Re: Problem with kernel-pll in 2.0.3x (at least)

Jon Peatfield (J.S.Peatfield@damtp.cam.ac.uk)
Fri, 01 May 1998 07:33:07 +0100


> I have no alpha, but isn't the tick changed once per second, or
> something like that (no source here...)?

Well looking though various files in linux/kernel/ I don't really understand
all that is going on, sched.c for example has code #ifdef'd on HZ being 100 to
perform some clever fix.

However, taking a trivial belief in the workings (that the clock is updated by
tick uS every timer interrupt (i.e.
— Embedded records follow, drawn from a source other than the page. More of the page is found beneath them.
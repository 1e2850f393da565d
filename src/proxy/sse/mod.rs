// SSE (Server-Sent Events) scanning
//
// The backend always streams, even when the client asked for a plain JSON
// response. Each event is a `data: <json>` line; the final one is typed
// `response.completed` (older deployments send `response.done`) and carries
// the full response object under `response`.
//
// Scanning is incremental: chunks arrive split at arbitrary byte offsets, so
// the scanner keeps the unterminated tail of the previous chunk and only
// parses complete lines. Splitting on `\n` bytes never cuts a UTF-8 sequence.

use serde_json::Value;

/// Event types that carry the final response payload
pub const COMPLETION_EVENTS: &[&str] = &["response.done", "response.completed"];

// ============================================================================
// SSE Detection
// ============================================================================

/// Check if a response is SSE based on content-type header
pub fn is_sse_response(headers: &reqwest::header::HeaderMap) -> bool {
    headers
        .get("content-type")
        .and_then(|v| v.to_str().ok())
        .map(|ct| ct.contains("text/event-stream"))
        .unwrap_or(false)
}

// ============================================================================
// Completion Scanner
// ============================================================================

/// Incremental scanner that remembers the first completion payload
#[derive(Debug, Default)]
pub struct SseCompletionScanner {
    partial: Vec<u8>,
    completion: Option<Value>,
    events: usize,
}

impl SseCompletionScanner {
    pub fn new() -> Self {
        Self::default()
    }

    /// Feed the next chunk of bytes
    pub fn feed(&mut self, chunk: &[u8]) {
        self.partial.extend_from_slice(chunk);
        let partial = std::mem::take(&mut self.partial);

        let mut start = 0;
        while let Some(offset) = partial[start..].iter().position(|b| *b == b'\n') {
            let end = start + offset + 1;
            self.scan_line(&partial[start..end]);
            start = end;
        }

        // Keep only the unterminated tail
        self.partial = partial;
        self.partial.drain(..start);
    }

    /// Flush a final line that had no trailing newline
    pub fn finish(&mut self) {
        if !self.partial.is_empty() {
            let line = std::mem::take(&mut self.partial);
            self.scan_line(&line);
        }
    }

    fn scan_line(&mut self, bytes: &[u8]) {
        if self.completion.is_some() {
            return;
        }
        let line = String::from_utf8_lossy(bytes);
        let Some(data) = parse_sse_data_line(line.trim_end_matches(['\r', '\n'])) else {
            return;
        };
        self.events += 1;

        let event_type = data.get("type").and_then(|v| v.as_str()).unwrap_or("");
        if COMPLETION_EVENTS.contains(&event_type) {
            if let Some(response) = data.get("response").filter(|r| r.is_object()) {
                self.completion = Some(response.clone());
            }
        }
    }

    pub fn is_complete(&self) -> bool {
        self.completion.is_some()
    }

    pub fn into_completion(self) -> Option<Value> {
        self.completion
    }

    /// Data events parsed so far (up to and including the completion)
    pub fn events(&self) -> usize {
        self.events
    }
}

// ============================================================================
// Internal Helpers
// ============================================================================

/// Parse an SSE "data:" line into JSON
///
/// Returns None if:
/// - Line doesn't start with "data:"
/// - Data is empty or "[DONE]"
/// - JSON parsing fails
fn parse_sse_data_line(line: &str) -> Option<Value> {
    let json_str = line.strip_prefix("data:")?.trim();
    if json_str.is_empty() || json_str == "[DONE]" {
        return None;
    }
    serde_json::from_str(json_str).ok()
}

#[cfg(test)]
mod tests {
    use super::*;
    use serde_json::json;

    fn find_completion(body: &str) -> Option<Value> {
        let mut scanner = SseCompletionScanner::new();
        scanner.feed(body.as_bytes());
        scanner.finish();
        scanner.into_completion()
    }

    const STREAM: &str = "event: response.created\n\
data: {\"type\":\"response.created\",\"response\":{\"id\":\"resp_1\",\"status\":\"in_progress\"}}\n\
\n\
event: response.output_text.delta\n\
data: {\"type\":\"response.output_text.delta\",\"delta\":\"Hi\"}\n\
\n\
event: response.completed\n\
data: {\"type\":\"response.completed\",\"response\":{\"id\":\"resp_1\",\"status\":\"completed\"}}\n\
\n";

    #[test]
    fn test_finds_completed_payload() {
        assert_eq!(
            find_completion(STREAM),
            Some(json!({"id": "resp_1", "status": "completed"}))
        );
    }

    #[test]
    fn test_chunk_boundaries_do_not_matter() {
        let bytes = STREAM.as_bytes();
        for split in [1, 7, 33, 100, bytes.len() - 3] {
            let mut scanner = SseCompletionScanner::new();
            for chunk in bytes.chunks(split) {
                scanner.feed(chunk);
            }
            scanner.finish();
            assert!(scanner.is_complete(), "chunk size {}", split);
            assert_eq!(scanner.events(), 3);
        }
    }

    #[test]
    fn test_many_lines_in_one_chunk_keep_tail() {
        let mut big = String::new();
        for i in 0..5_000 {
            big.push_str(&format!(
                "data: {{\"type\":\"response.output_text.delta\",\"delta\":\"{}\"}}\n\n",
                i
            ));
        }
        big.push_str("data: {\"type\":\"response.completed\",");

        let mut scanner = SseCompletionScanner::new();
        scanner.feed(big.as_bytes());
        assert_eq!(scanner.events(), 5_000);
        assert!(!scanner.is_complete());

        scanner.feed(b"\"response\":{\"id\":\"r\"}}\n");
        assert_eq!(scanner.events(), 5_001);
        assert_eq!(scanner.into_completion(), Some(json!({"id": "r"})));
    }

    #[test]
    fn test_first_completion_wins() {
        let body = "data: {\"type\":\"response.done\",\"response\":{\"n\":1}}\n\
data: {\"type\":\"response.completed\",\"response\":{\"n\":2}}\n";
        assert_eq!(find_completion(body), Some(json!({"n": 1})));
    }

    #[test]
    fn test_missing_trailing_newline_and_crlf() {
        let body = "data: {\"type\":\"response.completed\",\"response\":{\"ok\":true}}\r";
        assert_eq!(find_completion(body), Some(json!({"ok": true})));
    }

    #[test]
    fn test_no_completion() {
        assert_eq!(find_completion("data: [DONE]\n"), None);
        assert_eq!(find_completion("{\"error\":\"bad\"}"), None);
        assert_eq!(
            find_completion("data: {\"type\":\"response.completed\"}\n"),
            None
        );
    }

    #[test]
    fn test_is_sse_response() {
        let mut headers = reqwest::header::HeaderMap::new();
        assert!(!is_sse_response(&headers));
        headers.insert(
            "content-type",
            "text/event-stream; charset=utf-8".parse().unwrap(),
        );
        assert!(is_sse_response(&headers));
    }
}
HZ times per sec)) I estimate the
following:

tick = 1000000 / 1024 = 976.56250
-> tick is actually set to 977, so in 1 second time is updated by
977 * 1024 uS which is 1000448 which is 448ppm too fast.
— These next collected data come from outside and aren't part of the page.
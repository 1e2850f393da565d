//! Proxy state shared by every request

use std::sync::Arc;

use anyhow::{Context, Result};

use crate::config::{BridgeMode, Config};
use crate::logging::RequestLog;

use super::helpers::{upstream_url, Credentials};
use super::sessions::SessionManager;
use super::transformation::reasoning::UserConfig;

// ─────────────────────────────────────────────────────────────────────────────
// Proxy State
// ─────────────────────────────────────────────────────────────────────────────

/// Shared state for the proxy server
#[derive(Clone)]
pub struct ProxyState {
    /// HTTP client for the backend
    pub(super) client: reqwest::Client,
    /// Conversation memory, evicted on access
    pub sessions: Arc<SessionManager>,
    pub(super) user_config: Arc<UserConfig>,
    /// Injected as the first input item in bridge mode
    pub(super) instructions: Arc<str>,
    pub(super) bridge_mode: BridgeMode,
    pub(super) credentials: Arc<Credentials>,
    /// `{backend_url}/codex/responses`
    pub(super) upstream_url: String,
    pub(super) request_log: RequestLog,
}

impl ProxyState {
    /// Build state from config
    ///
    /// Reads the instruction and SDK prompt files; a missing or unreadable
    /// file is a startup error.
    pub fn from_config(
        config: &Config,
        sessions: Arc<SessionManager>,
        request_log: RequestLog,
    ) -> Result<Self> {
        let client = reqwest::Client::builder()
            .timeout(std::time::Duration::from_secs(config.request_timeout_secs))
            .pool_max_idle_per_host(10)
            .build()
            .context("Failed to create HTTP client")?;

        Ok(Self {
            client,
            sessions,
            user_config: Arc::new(config.user_config()?),
            instructions: Arc::from(config.instructions()?),
            bridge_mode: config.bridge_mode,
            credentials: Arc::new(Credentials {
                access_token: config.access_token.clone(),
                account_id: config.account_id.clone(),
            }),
            upstream_url: upstream_url(&config.backend_url),
            request_log,
        })
    }
}
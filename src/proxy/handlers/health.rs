use axum::{extract::State, http::Uri, Json};
use serde_json::{json, Value};

use crate::proxy::error::ProxyError;
use crate::proxy::state::ProxyState;

/// GET /health
///
/// Idle conversations are dropped first so the count is current.
pub async fn health_handler(State(state): State<ProxyState>) -> Json<Value> {
    let evicted = state.sessions.evict_expired();
    if evicted > 0 {
        tracing::debug!(evicted, "Evicted idle conversations");
    }
    Json(json!({
        "status": "ok",
        "sessions": state.sessions.len(),
    }))
}

/// Any route the bridge does not serve
pub async fn not_found_handler(uri: Uri) -> ProxyError {
    ProxyError::NotFound(format!("No route for {}", uri.path()))
}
Running xntpd3-5.93 modified to use the kernel-pll with the MAXFREQ set to
2048 (rather than the default 200ppm) the system stabelised after a few hours
with freq set to -438.308 ppm which is close enough for me to believe this is
really what is happening in the kernel.

Now being fast by 448ppm would mean that unchecked the clock would drift by
~30seconds per day which doesn't seem to happen (though I've probably not left
one up without some ntp daemon for long enough to be sure), so the code may be
different when the kernel-pll is in use.

A bit more digging shows the following definitions in sched.c:

long tick = (1000000 + HZ/2) / HZ; /* timer interrupt period */
int tickadj = 500/HZ; /* microsecs */
long time_freq = ((1000000 + HZ/2) % HZ - HZ/2) << SHIFT_USEC;
/* frequency offset (scaled ppm) */

when HZ is 100 tickadj is 5, but once HZ is over 500 this is zero (is that
right?) The time_freq is very interesting, at HZ=100 it is 0, and at HZ=1024
this sets time_freq to -448 just as I would (though I'd bracket it up a bit to
make it clear that the % binds more tightly than the - since I misread it the
first few times (it is early here, and I'm not wide awake yet).

Looking at another of our machines which is running an xntpd not using
kernel-pll and asking adjtimex() what freq is gives me -448ppm (though xntpd
thinks it has set it to 17.052 ppm, in fact the clock is drifting slowly on
this machine ~1 seconds a day).

Aha, but when using the kernel-pll xntpd starts by setting the pll freq to the
value from ntp.drift which will probably be 0 (or close to it) unless ntp has
already been running. This means that the value for drift is different when
the kernel-pll is used .vs. an external pll xntpd if 1000000 is not divisible
by HZ!

In any case clearly freq needs to be able to reach at least the value it is
set to by default by the kernel which is of order HZ/2, you also need a little
slack in case the clock is jittering between 2 values on either side of
changing tick, hence the original 200ppm for a 100hz clock.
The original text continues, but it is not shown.